DEVELOPMENT AND EVALUATION OF PRONIOSOMES AS DRUG CARRIERS FOR TRANSDERMAL DELIVERY OF KETOROLAC TROMETHAMINE

Abstract

Ketorolac tromethamine is a drug with narrow therapeutic index and short biological half-life. This study was aimed at developing and optimizing proniosomal formulation of ketorolac tromethamine in order to improve its bioavailability. The prepared proniosomal gel formulations were evaluated and the effect of the varying composition of non ionic surfactant and cholesterol in various formulations were studied, such as vesicle shape, zeta potential, entrapment efficiency, and in- vitro drug release study. The presence of cholesterol made the proniosomes more stable with high drug entrapment efficiency and retention properties. The highest entrapment efficiency was observed with sodium cholate 88.17 ± 0.95 as compared to those formulation prepared with span60 and with sodium deoxycholate.
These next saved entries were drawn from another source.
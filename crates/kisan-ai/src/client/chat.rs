use futures::StreamExt;
use reqwest::Client;
use serde::{Deserialize, Serialize};
use tokio_util::sync::CancellationToken;

use crate::error::{AiError, Result};
use crate::language::Language;
use crate::stream::{Conversation, Message, SseDecoder};

/// How a reply stream ended, when it ended without error.
#[derive(Debug, Clone, Copy, PartialEq, Eq)]
pub enum ReplyOutcome {
    /// The termination sentinel was received.
    Completed,
    /// The connection closed without a sentinel.
    Closed,
    /// The caller cancelled; partial content stays in the conversation.
    Cancelled,
}

#[derive(Serialize)]
struct ChatRequest<'a> {
    messages: &'a [Message],
    language: &'a str,
}

#[derive(Deserialize)]
struct ErrorBody {
    error: Option<String>,
}

/// HTTP client for the proxy's `POST /chat` endpoint.
#[derive(Clone)]
pub struct ChatClient {
    http: Client,
    endpoint: String,
    token: Option<String>,
}

impl ChatClient {
    /// `base_url` is the proxy root; the chat path is appended.
    pub fn new(http: Client, base_url: &str) -> Self {
        Self {
            http,
            endpoint: format!("{}/chat", base_url.trim_end_matches('/')),
            token: None,
        }
    }

    /// Bearer token presented to the proxy.
    pub fn with_token(mut self, token: Option<String>) -> Self {
        self.token = token.filter(|t| !t.trim().is_empty());
        self
    }

    pub fn endpoint(&self) -> &str {
        &self.endpoint
    }

    /// Send the whole conversation and merge the streamed reply into it.
    ///
    /// `on_update` sees every fragment together with the assistant message it
    /// was merged into. Network failure before the first fragment leaves the
    /// conversation untouched; failure later keeps what was received.
    pub async fn stream_reply<F>(
        &self,
        conversation: &mut Conversation,
        language: Language,
        cancel: &CancellationToken,
        mut on_update: F,
    ) -> Result<ReplyOutcome>
    where
        F: FnMut(&str, &Message),
    {
        let mut request = self.http.post(&self.endpoint).json(&ChatRequest {
            messages: conversation.messages(),
            language: language.code(),
        });
        if let Some(token) = &self.token {
            request = request.bearer_auth(token);
        }

        let response = tokio::select! {
            _ = cancel.cancelled() => return Ok(ReplyOutcome::Cancelled),
            result = request.send() => result.map_err(|e| AiError::Connection(e.to_string()))?,
        };

        let status = response.status();
        if !status.is_success() {
            let message = response
                .json::<ErrorBody>()
                .await
                .ok()
                .and_then(|body| body.error)
                .unwrap_or_else(|| "Request failed".to_string());
            return Err(AiError::Rejected {
                status: status.as_u16(),
                message,
            });
        }

        let mut decoder = SseDecoder::new();
        let mut body = response.bytes_stream();

        loop {
            let next = tokio::select! {
                _ = cancel.cancelled() => {
                    tracing::debug!("Reply stream cancelled");
                    return Ok(ReplyOutcome::Cancelled);
                }
                next = body.next() => next,
            };

            match next {
                Some(Ok(chunk)) => {
                    merge(conversation, decoder.push(&chunk), &mut on_update);
                    if decoder.is_done() {
                        return Ok(ReplyOutcome::Completed);
                    }
                }
                Some(Err(e)) => {
                    tracing::warn!(error = %e, "Reply stream interrupted");
                    return Err(AiError::Connection(e.to_string()));
                }
                None => break,
            }
        }

        merge(conversation, decoder.finish(), &mut on_update);
        Ok(ReplyOutcome::Closed)
    }
}

fn merge<F>(conversation: &mut Conversation, fragments: Vec<String>, on_update: &mut F)
where
    F: FnMut(&str, &Message),
{
    for fragment in fragments {
        if let Some(message) = conversation.apply_fragment(&fragment) {
            on_update(&fragment, message);
        }
    }
}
Formulation F1 (LCI-I), zeta potential value was observed -20.0 mV, which is a measure of net charge of proniosomes which made them stable, by preventing aggregation. Formulation F1 which prepared by sodium cholate, showed highest drug release of 94.048 % after 24 hrs as compared to formulation F6 (LDCI-3) and F9 (LSI-3) which were prepared by sodium deoxycholate and sapn60 showed lowest drug release of 76.35% and 69.12%.